> **About this exercise**
Write out, as an exact transcription, the line that has "pub enum GatewayError" and each line after it through the end of the data below.

> **Supplied information**
* * * * *

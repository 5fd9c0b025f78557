//! 网关层错误类型定义

use thiserror::Error;

/// 网关层错误
#[derive(Error, Debug, Clone, PartialEq, Eq)]
pub enum GatewayError {
    /// 传输层故障或 IO 线程已退出；对整个进程是终态
    #[error("Gateway down: transport failed or IO thread exited")]
    Down,

    /// 完成通道在未解决前被丢弃（IO 线程异常退出）
    #[error("Completion dropped before resolution")]
    CompletionLost,
}

/// Result 类型别名
pub type Result<T> = std::result::Result<T, GatewayError>;

/// 网关全局事件
#[derive(Debug, Clone, Copy, PartialEq, Eq)]
pub enum GatewayEvent {
    /// 传输层故障，所有挂起操作已以 [`GatewayError::Down`] 终结
    Down,
}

* * * * *

> **Finished task**
pub enum GatewayError {
    /// 传输层故障或 IO 线程已退出；对整个进程是终态
    #[error("Gateway down: transport failed or IO thread exited")]
    Down,

    /// 完成通道在未解决前被丢弃（IO 线程异常退出）
    #[error("Completion dropped before resolution")]
    CompletionLost,
}

/// Result 类型别名
pub type Result<T> = std::result::Result<T, GatewayError>;

/// 网关全局事件
#[derive(Debug, Clone, Copy, PartialEq, Eq)]
pub enum GatewayEvent {
    /// 传输层故障，所有挂起操作已以 [`GatewayError::Down`] 终结
    Down,
}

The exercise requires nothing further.